▶ _To do_
Those lines of the data that hold the word "single" are to be copied out.

▶ _Data shown_

################

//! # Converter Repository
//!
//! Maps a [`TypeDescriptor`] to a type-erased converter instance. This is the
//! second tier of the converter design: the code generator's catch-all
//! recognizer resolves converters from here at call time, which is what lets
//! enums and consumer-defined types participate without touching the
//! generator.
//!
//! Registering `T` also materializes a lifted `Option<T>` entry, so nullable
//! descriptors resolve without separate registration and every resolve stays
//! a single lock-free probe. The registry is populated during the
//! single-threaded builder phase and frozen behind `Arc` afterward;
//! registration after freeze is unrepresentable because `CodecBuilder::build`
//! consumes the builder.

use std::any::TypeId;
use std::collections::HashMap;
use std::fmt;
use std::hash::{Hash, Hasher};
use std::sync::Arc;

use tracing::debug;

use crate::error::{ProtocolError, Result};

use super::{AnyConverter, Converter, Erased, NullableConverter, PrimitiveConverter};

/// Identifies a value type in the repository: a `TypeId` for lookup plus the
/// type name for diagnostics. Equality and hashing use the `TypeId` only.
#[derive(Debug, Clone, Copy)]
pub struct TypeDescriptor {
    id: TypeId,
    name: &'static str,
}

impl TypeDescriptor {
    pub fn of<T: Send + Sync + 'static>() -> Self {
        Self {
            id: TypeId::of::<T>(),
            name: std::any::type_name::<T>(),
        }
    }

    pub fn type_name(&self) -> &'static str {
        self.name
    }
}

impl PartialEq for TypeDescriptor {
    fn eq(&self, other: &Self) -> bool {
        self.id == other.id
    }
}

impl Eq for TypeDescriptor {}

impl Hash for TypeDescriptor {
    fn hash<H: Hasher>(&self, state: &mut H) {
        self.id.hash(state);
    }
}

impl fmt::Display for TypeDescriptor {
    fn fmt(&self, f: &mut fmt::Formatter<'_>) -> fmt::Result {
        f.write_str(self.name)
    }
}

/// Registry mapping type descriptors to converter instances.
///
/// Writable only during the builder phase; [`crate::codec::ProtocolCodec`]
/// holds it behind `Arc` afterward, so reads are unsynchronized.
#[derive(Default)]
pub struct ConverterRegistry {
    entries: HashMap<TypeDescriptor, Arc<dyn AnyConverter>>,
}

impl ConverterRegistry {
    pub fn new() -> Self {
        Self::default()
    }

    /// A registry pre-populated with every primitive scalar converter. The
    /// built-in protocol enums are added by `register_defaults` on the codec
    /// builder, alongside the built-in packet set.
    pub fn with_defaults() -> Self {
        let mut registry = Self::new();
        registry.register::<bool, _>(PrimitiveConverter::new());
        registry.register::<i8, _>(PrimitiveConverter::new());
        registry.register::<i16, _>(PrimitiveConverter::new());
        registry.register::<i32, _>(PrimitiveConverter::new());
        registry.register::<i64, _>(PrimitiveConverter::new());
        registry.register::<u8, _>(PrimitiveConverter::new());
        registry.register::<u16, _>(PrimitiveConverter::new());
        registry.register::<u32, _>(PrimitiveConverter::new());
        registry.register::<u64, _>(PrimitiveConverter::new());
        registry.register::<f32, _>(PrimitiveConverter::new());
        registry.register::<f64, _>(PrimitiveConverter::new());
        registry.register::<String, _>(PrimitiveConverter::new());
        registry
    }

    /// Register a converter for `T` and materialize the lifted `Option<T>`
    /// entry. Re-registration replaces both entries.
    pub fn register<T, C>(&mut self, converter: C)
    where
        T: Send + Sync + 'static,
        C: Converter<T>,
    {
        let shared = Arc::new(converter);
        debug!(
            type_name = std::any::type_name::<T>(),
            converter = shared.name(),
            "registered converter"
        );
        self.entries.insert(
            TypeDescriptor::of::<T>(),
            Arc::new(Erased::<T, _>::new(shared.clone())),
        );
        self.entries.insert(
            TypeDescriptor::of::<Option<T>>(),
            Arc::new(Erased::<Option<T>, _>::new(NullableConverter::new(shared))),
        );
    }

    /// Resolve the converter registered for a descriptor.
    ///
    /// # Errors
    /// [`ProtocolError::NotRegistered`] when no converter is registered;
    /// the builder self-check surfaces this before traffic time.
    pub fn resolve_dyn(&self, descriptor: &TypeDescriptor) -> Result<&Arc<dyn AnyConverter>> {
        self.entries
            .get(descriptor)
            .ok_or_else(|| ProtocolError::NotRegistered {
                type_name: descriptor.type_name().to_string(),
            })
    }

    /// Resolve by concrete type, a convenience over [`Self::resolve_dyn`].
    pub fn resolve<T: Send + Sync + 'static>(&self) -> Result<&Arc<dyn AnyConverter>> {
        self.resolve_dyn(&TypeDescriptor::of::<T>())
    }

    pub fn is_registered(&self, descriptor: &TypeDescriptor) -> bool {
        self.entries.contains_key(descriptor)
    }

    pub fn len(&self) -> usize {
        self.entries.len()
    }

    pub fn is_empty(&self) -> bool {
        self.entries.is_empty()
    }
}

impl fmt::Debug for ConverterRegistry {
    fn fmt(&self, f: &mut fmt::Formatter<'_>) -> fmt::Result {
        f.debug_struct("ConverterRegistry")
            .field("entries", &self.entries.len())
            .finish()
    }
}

################

▶ _Expected answer_
//! a single lock-free probe. The registry is populated during the
//! single-threaded builder phase and frozen behind `Arc` afterward;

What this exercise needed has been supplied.